Before I was ordained I started a business training/personal development company and used to do work in prisons and schools as well as in management training. We would often talk about belief systems and I would say that everyone believed in something. One prisoner said, “Not me. I don’t believe in anything.” My reply was, “You have just stated what you believe in.”
What I mean by belief system is that everyone operates with a certain set of assumptions which they rarely examine. On this foundation of assumptions they construct a framework of beliefs which give order and meaning to their life, even if (paradoxically) their “order and meaning” is nihilism and anarchy.) Some people (like Catholics) have a very intricate and interlocking framework of beliefs which helps them specify, clarify and classify life’s mystery. Indeed many Catholics of the more conservative bent go overboard and feel they must organize and control everything with a rule here, an item of canon law there, here a dogma, there a doctrine, here a regulation, there a rubric. But we’ll save that condition for another day…

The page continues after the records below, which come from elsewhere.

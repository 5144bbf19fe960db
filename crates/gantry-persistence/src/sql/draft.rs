//! Dynamic queries over the per-kind draft tables.

use chrono::NaiveDateTime;
use gantry_common::ResourceKind;
use sea_orm::FromQueryResult;
use sea_orm::sea_query::{
    Alias, Condition, ConditionalStatement, DeleteStatement, Expr, Func, InsertStatement,
    IntoColumnRef, LikeExpr, Order, Query, SelectStatement, SimpleExpr, UpdateStatement,
};

use crate::model::{DraftFilter, DraftRow, StatusUpdate};

pub(crate) const DRAFT_COLUMNS: [&str; 15] = [
    "id",
    "gateway_id",
    "name",
    "config",
    "status",
    "service_id",
    "upstream_id",
    "plugin_config_id",
    "group_id",
    "ssl_id",
    "operation_type",
    "creator",
    "updater",
    "created_at",
    "updated_at",
];

pub(crate) fn col(name: &str) -> Alias {
    Alias::new(name)
}

#[derive(Debug, FromQueryResult)]
pub(crate) struct DraftRecord {
    id: String,
    gateway_id: i64,
    name: String,
    config: String,
    status: String,
    service_id: Option<String>,
    upstream_id: Option<String>,
    plugin_config_id: Option<String>,
    group_id: Option<String>,
    ssl_id: Option<String>,
    operation_type: Option<String>,
    creator: String,
    updater: String,
    created_at: NaiveDateTime,
    updated_at: NaiveDateTime,
}

impl DraftRecord {
    pub(crate) fn into_row(self, kind: ResourceKind) -> anyhow::Result<DraftRow> {
        Ok(DraftRow {
            status: self.status.parse()?,
            operation_type: self
                .operation_type
                .filter(|op| !op.is_empty())
                .map(|op| op.parse())
                .transpose()?,
            id: self.id,
            gateway_id: self.gateway_id,
            kind,
            name: self.name,
            config: self.config,
            service_id: self.service_id,
            upstream_id: self.upstream_id,
            plugin_config_id: self.plugin_config_id,
            group_id: self.group_id,
            ssl_id: self.ssl_id,
            creator: self.creator,
            updater: self.updater,
            created_at: self.created_at,
            updated_at: self.updated_at,
        })
    }
}

pub(crate) fn filter_condition(gateway_id: i64, filter: &DraftFilter) -> Condition {
    let mut cond = Condition::all().add(Expr::col(col("gateway_id")).eq(gateway_id));
    if let Some(ids) = &filter.ids {
        cond = cond.add(Expr::col(col("id")).is_in(ids.iter().cloned()));
    }
    if let Some(names) = &filter.names {
        cond = cond.add(Expr::col(col("name")).is_in(names.iter().cloned()));
    }
    if let Some(statuses) = &filter.statuses {
        cond = cond.add(Expr::col(col("status")).is_in(statuses.iter().map(|s| s.as_str())));
    }
    if let Some(needle) = &filter.name_contains {
        let pattern = format!("%{}%", escape_like(needle));
        cond = cond.add(Expr::col(col("name")).like(like_pattern(pattern)));
    }
    cond
}

/// Escapes LIKE wildcards so `input` matches literally under [`like_pattern`].
pub(crate) fn escape_like(input: &str) -> String {
    input
        .replace('\\', "\\\\")
        .replace('%', "\\%")
        .replace('_', "\\_")
}

pub(crate) fn like_pattern(pattern: String) -> LikeExpr {
    LikeExpr::new(pattern).escape('\\')
}

/// LIKE patterns matching `id` as an inner, leading or trailing element of a
/// comma-joined list. The whole-value case is an equality check.
pub(crate) fn id_list_patterns(id: &str) -> [String; 3] {
    let id = escape_like(id);
    [
        format!("%,{},%", id),
        format!("{},%", id),
        format!("%,{}", id),
    ]
}

/// `column` holds a comma-joined id list containing `id`.
pub(crate) fn id_list_contains<C>(column: C, id: &str) -> Condition
where
    C: IntoColumnRef + Copy,
{
    id_list_patterns(id).into_iter().fold(
        Condition::any().add(Expr::col(column).eq(id)),
        |cond, pattern| cond.add(Expr::col(column).like(like_pattern(pattern))),
    )
}

pub(crate) fn select(kind: ResourceKind, cond: Condition) -> SelectStatement {
    let mut select = Query::select();
    select
        .columns(DRAFT_COLUMNS.iter().map(|c| col(c)))
        .from(col(kind.table_name()))
        .cond_where(cond)
        .order_by(col("auto_id"), Order::Asc);
    select
}

pub(crate) fn select_page(
    kind: ResourceKind,
    cond: Condition,
    page_no: u64,
    page_size: u64,
) -> SelectStatement {
    let mut select = Query::select();
    select
        .columns(DRAFT_COLUMNS.iter().map(|c| col(c)))
        .from(col(kind.table_name()))
        .cond_where(cond)
        .order_by(col("updated_at"), Order::Desc)
        .order_by(col("auto_id"), Order::Desc)
        .limit(page_size)
        .offset(page_no.saturating_sub(1) * page_size);
    select
}

pub(crate) fn count(kind: ResourceKind, cond: Condition) -> SelectStatement {
    let mut select = Query::select();
    select
        .expr_as(Func::count(Expr::col(col("auto_id"))), col("total"))
        .from(col(kind.table_name()))
        .cond_where(cond);
    select
}

fn row_values(row: &DraftRow) -> Vec<SimpleExpr> {
    vec![
        row.id.clone().into(),
        row.gateway_id.into(),
        row.name.clone().into(),
        row.config.clone().into(),
        row.status.as_str().into(),
        row.service_id.clone().into(),
        row.upstream_id.clone().into(),
        row.plugin_config_id.clone().into(),
        row.group_id.clone().into(),
        row.ssl_id.clone().into(),
        row.operation_type.map(|op| op.as_str().to_string()).into(),
        row.creator.clone().into(),
        row.updater.clone().into(),
        row.created_at.into(),
        row.updated_at.into(),
    ]
}

pub(crate) fn insert(kind: ResourceKind, rows: &[DraftRow]) -> anyhow::Result<InsertStatement> {
    let mut insert = Query::insert();
    insert
        .into_table(col(kind.table_name()))
        .columns(DRAFT_COLUMNS.iter().map(|c| col(c)));
    for row in rows {
        insert.values(row_values(row))?;
    }
    Ok(insert)
}

/// Overwrites every mutable column of one row.
pub(crate) fn update_row(kind: ResourceKind, row: &DraftRow) -> UpdateStatement {
    let mut update = Query::update();
    update
        .table(col(kind.table_name()))
        .values([
            (col("name"), row.name.clone().into()),
            (col("config"), row.config.clone().into()),
            (col("status"), row.status.as_str().into()),
            (col("service_id"), row.service_id.clone().into()),
            (col("upstream_id"), row.upstream_id.clone().into()),
            (col("plugin_config_id"), row.plugin_config_id.clone().into()),
            (col("group_id"), row.group_id.clone().into()),
            (col("ssl_id"), row.ssl_id.clone().into()),
            (
                col("operation_type"),
                row.operation_type.map(|op| op.as_str().to_string()).into(),
            ),
            (col("updater"), row.updater.clone().into()),
            (col("updated_at"), row.updated_at.into()),
        ])
        .and_where(Expr::col(col("gateway_id")).eq(row.gateway_id))
        .and_where(Expr::col(col("id")).eq(row.id.clone()));
    update
}

pub(crate) fn update_status(
    kind: ResourceKind,
    gateway_id: i64,
    change: &StatusUpdate,
    ids: &[String],
    now: NaiveDateTime,
) -> UpdateStatement {
    let mut update = Query::update();
    update
        .table(col(kind.table_name()))
        .values([
            (col("status"), change.status.as_str().into()),
            (
                col("operation_type"),
                change.operation_type.map(|op| op.as_str().to_string()).into(),
            ),
            (col("updater"), change.updater.clone().into()),
            (col("updated_at"), now.into()),
        ])
        .and_where(Expr::col(col("gateway_id")).eq(gateway_id))
        .and_where(Expr::col(col("id")).is_in(ids.iter().cloned()));
    update
}

pub(crate) fn delete(kind: ResourceKind, gateway_id: i64, ids: &[String]) -> DeleteStatement {
    let mut delete = Query::delete();
    delete
        .from_table(col(kind.table_name()))
        .and_where(Expr::col(col("gateway_id")).eq(gateway_id))
        .and_where(Expr::col(col("id")).is_in(ids.iter().cloned()));
    delete
}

Instead, I’m interested in the human need for an underlying system that gives their life meaning and purpose. Humankind cannot bear chaos and true nihilism. The human spirit fills the void somehow and searches for some deeper pattern and meaning to it all–even when it is not conscious that it is doing so. This hunger in the human heart is a hunger for God; a deep longing to know, and be unified with that loving intelligence that orders all things. It is a hunger for the certainty that behind and beneath and within the mysterious and sometimes seemingly absurd events of life God’s hand is at work guiding and directing all things to a good and just climax and fulfillment. Abandonment to that Divine Providence is the end point of the spiritual life: to become so full of trust and love for God that we commend our whole selves into his care moment by moment even when we don’t understand what is happening–especially when we don’t understand what is happening. At this point we begin to live within the power of God and begin to dwell at the heart of the love that ‘moves the sun and all the other stars.’

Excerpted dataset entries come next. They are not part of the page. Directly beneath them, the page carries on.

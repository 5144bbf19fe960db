//! SeaORM entities for the fixed tables.
//!
//! Draft tables are one per resource kind with identical columns; they are
//! queried dynamically in [`crate::sql`] instead of through entities.

pub mod prelude;

pub mod gateway;
pub mod gateway_sync_data;
pub mod operation_audit_log;
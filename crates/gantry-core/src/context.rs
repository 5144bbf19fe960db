use gantry_common::GatewayInfo;

/// Who is acting on which gateway; passed to every entry point.
#[derive(Debug, Clone)]
pub struct GatewayContext {
    pub gateway: GatewayInfo,
    pub operator: String,
}

impl GatewayContext {
    pub fn new(gateway: GatewayInfo, operator: impl Into<String>) -> Self {
        Self {
            gateway,
            operator: operator.into(),
        }
    }

    pub fn gateway_id(&self) -> i64 {
        self.gateway.id
    }
}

The alternative is what human beings drift into when they either ignore or reject Divine Providence–and that is some form of paranoia. All of us (whether we admit it or not) believe there really is some sort of larger plan and underlying pattern, and if we accept Divine Providence, then we accept that there is a great and good intelligence that guides all things according to a plan and pattern far greater than we can understand. However, if we reject that Divine Providence (and many ‘believers’ who intellectually believe in the Divine Providence still are unable or refuse to submit to it) we still have the fundamental conviction that there is some greater power ‘behind it all’ but instead of seeing that power as benign and benevolent ‘The Power’ is something to fear. This inner fear is then projected outward and becomes the motivating force for all sorts and forms of paranoia.

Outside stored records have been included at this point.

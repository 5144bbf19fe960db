//! Gantry Common - Shared types for the gateway control plane
//!
//! This crate provides the foundational types used across all Gantry components:
//! - Error taxonomy and error codes
//! - The closed set of APISIX resource kinds and their relations
//! - Resource status and operation enums
//! - APISIX version handling
//! - Gateway descriptor

pub mod error;
pub mod gateway;
pub mod resource;
pub mod status;
pub mod utils;
pub mod version;

// Re-exports for convenience
pub use error::{ErrorCode, GantryError, Result};
pub use gateway::{EtcdConfig, GatewayInfo};
pub use resource::{Relation, ResourceKind};
pub use status::{OperationType, ResourceStatus};
pub use utils::{instance_id, local_ip};
pub use version::ApisixVersion;

/// Default operator recorded when a change has no authenticated user
pub const SYSTEM_OPERATOR: &str = "system";

/// Maximum number of rows bound into a single SQL statement
pub const DB_BATCH_SIZE: usize = 500;
//! Gantry Core - draft lifecycle and the etcd control loop
//!
//! Operators stage edits as draft rows, preview them with the [`diff`]
//! engine, push them to etcd through the [`publish`] pipeline, and undo
//! unpublished edits with the [`revert`] engine. The [`reconcile`] module
//! keeps a snapshot of what etcd actually holds, driven by the [`scheduler`].
//! Every mutation is gated by the [`status`] state machine.

pub mod adopt;
pub mod audit;
pub mod context;
pub mod diff;
pub mod document;
pub mod draft;
pub mod import;
pub mod publish;
pub mod reconcile;
pub mod registry;
pub mod revert;
pub mod scheduler;
pub mod service;
pub mod status;

#[cfg(test)]
pub(crate) mod testing;

pub use context::GatewayContext;
pub use diff::{DiffRequest, ResourceChangeDetail, ResourceChangeInfo, ResourceDiffDetail};
pub use document::ResourceDocument;
pub use import::{ImportReport, ImportResource};
pub use publish::PublishReport;
pub use reconcile::SyncOutcome;
pub use scheduler::{ReconcileLoop, ResyncHandle, ResyncWorker, SyncSettings};
pub use service::{ControlPlane, GatewayRuntime, GatewayScope};
pub use status::StatusMachine;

What interests me is that paranoia is the one form of mental illness that cannot really be treated. You can see why: the paranoid person suspects the doctor, won’t take his medicine and doesn’t believe he is insane. Tell the paranoid person that he’s lost his grip on reality and you become ‘one of the enemy.’
The only remedy is the opposite belief system: child like trust in the Divine Providence. If you are human you have to have some sort of belief system, so you might as well go with the one which not only offers peace of mind, joy and hope, but which also happens to be true.
It’s the way we’re made, and St Augustine’s words were never more deeply true that “O Lord, our hearts are restless until they find their rest in Thee.”